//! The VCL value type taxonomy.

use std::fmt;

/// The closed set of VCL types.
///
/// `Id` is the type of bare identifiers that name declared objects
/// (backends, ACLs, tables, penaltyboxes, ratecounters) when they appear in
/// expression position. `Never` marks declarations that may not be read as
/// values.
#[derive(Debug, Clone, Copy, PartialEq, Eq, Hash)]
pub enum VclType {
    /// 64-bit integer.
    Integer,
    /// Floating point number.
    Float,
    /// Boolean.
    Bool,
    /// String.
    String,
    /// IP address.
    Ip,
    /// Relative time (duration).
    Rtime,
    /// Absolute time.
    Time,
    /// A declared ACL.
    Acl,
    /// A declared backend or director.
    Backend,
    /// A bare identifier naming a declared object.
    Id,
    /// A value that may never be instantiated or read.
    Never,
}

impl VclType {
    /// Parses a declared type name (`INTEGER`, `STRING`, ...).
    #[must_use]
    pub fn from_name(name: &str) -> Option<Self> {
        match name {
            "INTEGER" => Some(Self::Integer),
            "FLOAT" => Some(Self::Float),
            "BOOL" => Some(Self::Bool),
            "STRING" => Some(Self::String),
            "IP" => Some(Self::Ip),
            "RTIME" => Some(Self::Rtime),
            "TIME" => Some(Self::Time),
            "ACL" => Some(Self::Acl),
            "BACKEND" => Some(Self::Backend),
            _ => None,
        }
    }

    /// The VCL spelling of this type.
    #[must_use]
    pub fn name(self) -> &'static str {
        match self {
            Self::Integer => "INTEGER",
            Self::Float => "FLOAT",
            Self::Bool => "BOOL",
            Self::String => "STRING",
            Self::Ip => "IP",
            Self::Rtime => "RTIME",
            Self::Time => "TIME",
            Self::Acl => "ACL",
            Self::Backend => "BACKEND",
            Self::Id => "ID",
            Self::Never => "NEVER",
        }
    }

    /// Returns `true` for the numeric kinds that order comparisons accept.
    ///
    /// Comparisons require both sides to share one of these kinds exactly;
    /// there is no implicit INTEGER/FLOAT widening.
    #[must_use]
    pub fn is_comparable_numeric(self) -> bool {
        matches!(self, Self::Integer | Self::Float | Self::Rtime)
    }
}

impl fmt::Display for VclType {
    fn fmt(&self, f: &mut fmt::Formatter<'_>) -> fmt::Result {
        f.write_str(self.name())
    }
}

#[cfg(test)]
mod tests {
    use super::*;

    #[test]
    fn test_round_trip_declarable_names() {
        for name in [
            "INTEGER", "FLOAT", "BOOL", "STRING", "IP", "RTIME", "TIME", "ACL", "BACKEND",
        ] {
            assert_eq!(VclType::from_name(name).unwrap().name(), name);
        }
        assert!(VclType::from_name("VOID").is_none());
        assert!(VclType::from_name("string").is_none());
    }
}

========================

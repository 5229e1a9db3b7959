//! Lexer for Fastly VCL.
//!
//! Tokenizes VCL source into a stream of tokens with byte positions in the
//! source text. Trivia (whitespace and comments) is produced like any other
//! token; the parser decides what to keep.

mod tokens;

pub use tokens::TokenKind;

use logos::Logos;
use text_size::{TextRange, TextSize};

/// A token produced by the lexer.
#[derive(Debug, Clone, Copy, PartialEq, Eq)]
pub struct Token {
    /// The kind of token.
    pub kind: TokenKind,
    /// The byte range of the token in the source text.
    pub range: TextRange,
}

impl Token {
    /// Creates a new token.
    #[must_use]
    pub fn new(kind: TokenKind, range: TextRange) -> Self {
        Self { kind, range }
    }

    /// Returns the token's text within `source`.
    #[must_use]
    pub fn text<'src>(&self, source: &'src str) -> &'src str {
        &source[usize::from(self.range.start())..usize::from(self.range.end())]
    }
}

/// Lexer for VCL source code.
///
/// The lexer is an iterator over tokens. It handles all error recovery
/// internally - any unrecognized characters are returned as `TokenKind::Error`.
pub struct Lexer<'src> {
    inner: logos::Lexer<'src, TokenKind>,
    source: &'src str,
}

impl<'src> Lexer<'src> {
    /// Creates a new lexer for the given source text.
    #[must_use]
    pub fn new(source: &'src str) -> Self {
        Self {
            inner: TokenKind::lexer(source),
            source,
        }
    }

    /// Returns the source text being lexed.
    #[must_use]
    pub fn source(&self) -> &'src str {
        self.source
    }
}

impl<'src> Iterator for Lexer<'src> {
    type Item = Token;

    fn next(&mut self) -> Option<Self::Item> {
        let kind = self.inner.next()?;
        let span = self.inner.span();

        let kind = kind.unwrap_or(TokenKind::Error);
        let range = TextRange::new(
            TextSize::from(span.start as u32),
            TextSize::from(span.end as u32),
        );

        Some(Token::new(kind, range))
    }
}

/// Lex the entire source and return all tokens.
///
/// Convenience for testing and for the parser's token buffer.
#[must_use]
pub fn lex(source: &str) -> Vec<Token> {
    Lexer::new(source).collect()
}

========================

## EXERCISE PROMPT
Above is a listing; print exactly its lines from the one with "value type taxonomy." through the one with "#[derive(Debug, Clone, Copy, PartialEq, Eq, Hash)]", and no other lines.

## SOLVED EXERCISE
//! The VCL value type taxonomy.

use std::fmt;

/// The closed set of VCL types.
///
/// `Id` is the type of bare identifiers that name declared objects
/// (backends, ACLs, tables, penaltyboxes, ratecounters) when they appear in
/// expression position. `Never` marks declarations that may not be read as
/// values.
#[derive(Debug, Clone, Copy, PartialEq, Eq, Hash)]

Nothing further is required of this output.